期刊名称:Proceedings of the National Academy of Sciences
印刷版ISSN:0027-8424
电子版ISSN:1091-6490
出版年度:1993
卷号:90
期号:5
页码:2010-2014
DOI:10.1073/pnas.90.5.2010
语种:English
出版社:The National Academy of Sciences of the United States of America
摘要:The recognition of the acceptor stem of tRNA(Gln) is an important element ensuring the accuracy of aminoacylation by Escherichia coli glutaminyl-tRNA synthetase (GlnRS; EC 6.1.1.18 ).

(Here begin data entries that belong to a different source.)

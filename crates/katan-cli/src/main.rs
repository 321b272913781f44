//! Katan diagnostic board dump.
//!
//! Generates a board and prints the color-coded intersection grid, or a JSON
//! snapshot with `--json`. Set `BOARD_SEED` for a reproducible board and
//! `NO_COLOR` to disable ANSI colors.

use katan_core::{render_board, Board, TerrainType};
use rand::rngs::StdRng;
use rand::SeedableRng;
use tracing::info;
use tracing_subscriber::{layer::SubscriberExt, util::SubscriberInitExt};

fn main() -> anyhow::Result<()> {
    tracing_subscriber::registry()
        .with(tracing_subscriber::EnvFilter::new(
            std::env::var("RUST_LOG").unwrap_or_else(|_| "info".into()),
        ))
        .with(tracing_subscriber::fmt::layer())
        .init();

    let board = match std::env::var("BOARD_SEED") {
        Ok(seed) => {
            let seed: u64 = seed.parse()?;
            info!(seed, "generating seeded board");
            Board::standard_with_rng(&mut StdRng::seed_from_u64(seed))?
        }
        Err(_) => Board::standard()?,
    };

    let desert = board
        .tiles()
        .iter()
        .find(|t| t.terrain == TerrainType::Desert);
    info!(
        tiles = board.tiles().len(),
        intersections = board.intersections().count(),
        desert_head = ?desert.map(|t| t.head),
        "board generated"
    );

    if std::env::args().any(|arg| arg == "--json") {
        println!("{}", serde_json::to_string_pretty(&board.snapshot())?);
    } else {
        let color = std::env::var_os("NO_COLOR").is_none();
        print!("{}", render_board(&board, color));
    }

    Ok(())
}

On the basis of known mutations and the crystal structure of the tRNA(Gln).GlnRS complex, we mutagenized at saturation two motifs in the acceptor end binding domain of GlnRS. Mutants with lowered tRNA specificity were then selected in vivo by suppression of a glutamine-specific amber mutation (lacZ1000) with an amber suppressor tRNA derived from tRNA(1Ser). The mischarging GlnRS mutants obtained in this way retain the ability to charge tRNA(Gln), but in addition, they misacylate a number of noncognate amber suppressor tRNAs. The critical residues responsible for specificity are Arg-130 and Glu-131, located in a part of GlnRS that binds the acceptor stem of tRNA(Gln). On the basis of the spectrum of tRNAs capable of being misacylated by such mutants we propose that, in addition to taking part in productive interactions, the acceptor end binding domain contributes to recognition specificity by rejecting noncognate tRNAs through negative interactions. Analysis of the catalytic properties of one of the mischarging enzymes, GlnRS100 (Arg-130-->Pro, Glu-131-->Asp), indicates that, while the kinetic parameters of the mutant enzyme are not dramatically changed, it binds noncognate tRNA(Glu) more stably than the wild-type enzyme does (Kd is 1/8 that of the wild type). Thus, the stability of the noncognate complex may be the basis for mischarging in vivo.